Problem to work on -> Using the entries that follow, establish how many lines contain the word "FormatError" and give only that figure.

Saved entries
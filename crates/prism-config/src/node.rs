//! The [`ConfigNode`] contract: snapshot, overlay, load and save.

use std::path::Path;

use serde_json::Value;

use crate::document::{DocumentFormat, Mapping};
use crate::error::{ConfigError, FormatError};
use crate::param::{Field, FieldKind, Param};

/// A configuration record with a fixed, declared set of named fields.
///
/// Implementors only enumerate their fields; use [`config_node!`](crate::config_node)
/// rather than writing the two methods by hand. Everything else is provided.
pub trait ConfigNode {
    /// Declared fields in declaration order.
    fn fields(&self) -> Vec<(&'static str, &dyn Field)>;

    /// Declared fields in declaration order, mutably.
    fn fields_mut(&mut self) -> Vec<(&'static str, &mut dyn Field)>;

    /// Declared field names in declaration order.
    fn field_names(&self) -> Vec<&'static str> {
        self.fields().into_iter().map(|(name, _)| name).collect()
    }

    /// Snapshot every declared field as a plain nested mapping.
    fn to_mapping(&self) -> Mapping {
        self.fields()
            .into_iter()
            .map(|(name, field)| (name.to_owned(), field.to_value()))
            .collect()
    }

    /// Overlay `patch` onto this node in place.
    ///
    /// Keys that name no declared field are skipped. Nested nodes and
    /// sequences merge when the patch has the same shape; everything else is
    /// replaced verbatim. The set of fields never changes.
    fn overlay(&mut self, patch: &Mapping) {
        let mut fields = self.fields_mut();
        for (key, value) in patch {
            match fields.iter_mut().find(|(name, _)| *name == key.as_str()) {
                Some((_, field)) => {
                    let kind = field.kind();
                    if kind != FieldKind::Scalar && !kind.merges(value) {
                        log::debug!("Replacing {kind:?} config key `{key}` verbatim");
                    }
                    field.overlay(value);
                }
                None => log::debug!("Ignoring unknown config key `{key}`"),
            }
        }
    }

    /// Default-construct this shape and overlay the document at `path`.
    ///
    /// RON is used for `.ron` files, JSON for everything else.
    fn load(path: &Path) -> Result<Self, ConfigError>
    where
        Self: Default + Sized,
    {
        let bytes = std::fs::read(path).map_err(|err| match err.kind() {
            std::io::ErrorKind::NotFound => ConfigError::NotFound(path.to_path_buf()),
            _ => ConfigError::ReadError(err),
        })?;
        let config = Self::load_bytes(&bytes, DocumentFormat::from_path(path)).map_err(
            |source| ConfigError::ParseError {
                path: path.to_path_buf(),
                source,
            },
        )?;
        log::info!("Loaded config from {}", path.display());
        Ok(config)
    }

    /// Default-construct this shape and overlay an in-memory document.
    fn load_bytes(bytes: &[u8], format: DocumentFormat) -> Result<Self, FormatError>
    where
        Self: Default + Sized,
    {
        let patch = format.parse(bytes)?;
        let mut config = Self::default();
        config.overlay(&patch);
        Ok(config)
    }

    /// Write a snapshot of this node to `path`, creating parent directories.
    fn save(&self, path: &Path) -> Result<(), ConfigError> {
        if let Some(parent) = path.parent().filter(|p| !p.as_os_str().is_empty()) {
            std::fs::create_dir_all(parent).map_err(ConfigError::WriteError)?;
        }

        let serialized = DocumentFormat::from_path(path)
            .render(&self.to_mapping())
            .map_err(ConfigError::SerializeError)?;

        std::fs::write(path, serialized).map_err(ConfigError::WriteError)?;
        log::info!("Saved config snapshot to {}", path.display());
        Ok(())
    }
}

/// Snapshot of a nested node field.
pub fn node_to_value<N: ConfigNode>(node: &N) -> Value {
    Value::Object(node.to_mapping())
}

/// A nested node replaced wholesale keeps the patch verbatim, whatever its
/// shape. Only a node still held typed merges a later mapping.
pub fn node_from_patch<N: ConfigNode>(patch: &Value) -> Param<N> {
    Param::Raw(patch.clone())
}

/// Merge a mapping patch into a nested node in place.
pub fn node_merge<N: ConfigNode>(node: &mut N, patch: &Value) {
    if let Value::Object(mapping) = patch {
        node.overlay(mapping);
    }
}

/// Implement [`ConfigNode`] and [`FieldValue`](crate::FieldValue) for a struct
/// whose listed fields are all [`Param`]s.
///
/// Sections named under `flatten` must themselves be config nodes; their
/// fields are spliced in at this level, so documents address them without a
/// section key.
///
/// ```
/// use prism_config::{config_node, ConfigNode, Param};
///
/// #[derive(Debug, Default)]
/// struct Camera {
///     fov: Param<f64>,
/// }
///
/// #[derive(Debug, Default)]
/// struct Shot {
///     name: Param<String>,
///     camera: Camera,
/// }
///
/// config_node!(Camera { fov });
/// config_node!(Shot { name } flatten { camera });
///
/// assert_eq!(Shot::default().field_names(), ["name", "fov"]);
/// ```
#[macro_export]
macro_rules! config_node {
    ($ty:ident { $($field:ident),* $(,)? } $(flatten { $($section:ident),* $(,)? })?) => {
        impl $crate::ConfigNode for $ty {
            fn fields(&self) -> ::std::vec::Vec<(&'static str, &dyn $crate::Field)> {
                #[allow(unused_mut)]
                let mut fields: ::std::vec::Vec<(&'static str, &dyn $crate::Field)> =
                    ::std::vec![$((::std::stringify!($field), &self.$field as &dyn $crate::Field)),*];
                $($(fields.extend($crate::ConfigNode::fields(&self.$section));)*)?
                fields
            }

            fn fields_mut(&mut self) -> ::std::vec::Vec<(&'static str, &mut dyn $crate::Field)> {
                #[allow(unused_mut)]
                let mut fields: ::std::vec::Vec<(&'static str, &mut dyn $crate::Field)> =
                    ::std::vec![$((::std::stringify!($field), &mut self.$field as &mut dyn $crate::Field)),*];
                $($(fields.extend($crate::ConfigNode::fields_mut(&mut self.$section));)*)?
                fields
            }
        }

        impl $crate::FieldValue for $ty {
            const KIND: $crate::FieldKind = $crate::FieldKind::Node;

            fn to_value(&self) -> $crate::Value {
                $crate::node_to_value(self)
            }

            fn from_patch(patch: &$crate::Value) -> $crate::Param<Self> {
                $crate::node_from_patch(patch)
            }

            fn merge(&mut self, patch: &$crate::Value) {
                $crate::node_merge(self, patch)
            }
        }
    };
}
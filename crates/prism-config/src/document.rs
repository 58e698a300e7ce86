//! Serialized config documents: JSON and RON.

use std::path::Path;

use serde_json::Value;

use crate::error::FormatError;

/// A string-keyed mapping of plain document values.
pub type Mapping = serde_json::Map<String, Value>;

/// On-disk document format.
#[derive(Debug, Clone, Copy, PartialEq, Eq, Default)]
pub enum DocumentFormat {
    /// JSON, the format run configs have always been written in.
    #[default]
    Json,
    /// RON, for hand-edited configs that want comments.
    Ron,
}

impl DocumentFormat {
    /// Pick the format from a file extension. Anything but `.ron` is JSON.
    pub fn from_path(path: &Path) -> Self {
        match path.extension().and_then(|ext| ext.to_str()) {
            Some(ext) if ext.eq_ignore_ascii_case("ron") => Self::Ron,
            _ => Self::Json,
        }
    }

    /// Parse document bytes into a top-level mapping.
    pub fn parse(self, bytes: &[u8]) -> Result<Mapping, FormatError> {
        let value: Value = match self {
            Self::Json => serde_json::from_slice(bytes)?,
            Self::Ron => ron::de::from_bytes(bytes)?,
        };

        match value {
            Value::Object(mapping) => Ok(mapping),
            other => Err(FormatError::NotAMapping(value_type_name(&other))),
        }
    }

    /// Render a mapping as a pretty-printed document.
    pub fn render(self, mapping: &Mapping) -> Result<String, FormatError> {
        match self {
            Self::Json => Ok(serde_json::to_string_pretty(mapping)?),
            Self::Ron => {
                let pretty = ron::ser::PrettyConfig::new()
                    .depth_limit(3)
                    .separate_tuple_members(true)
                    .enumerate_arrays(false);
                Ok(ron::ser::to_string_pretty(mapping, pretty)?)
            }
        }
    }
}

fn value_type_name(value: &Value) -> &'static str {
    match value {
        Value::Null => "null",
        Value::Bool(_) => "a boolean",
        Value::Number(_) => "a number",
        Value::String(_) => "a string",
        Value::Array(_) => "an array",
        Value::Object(_) => "a mapping",
    }
}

Result -> 6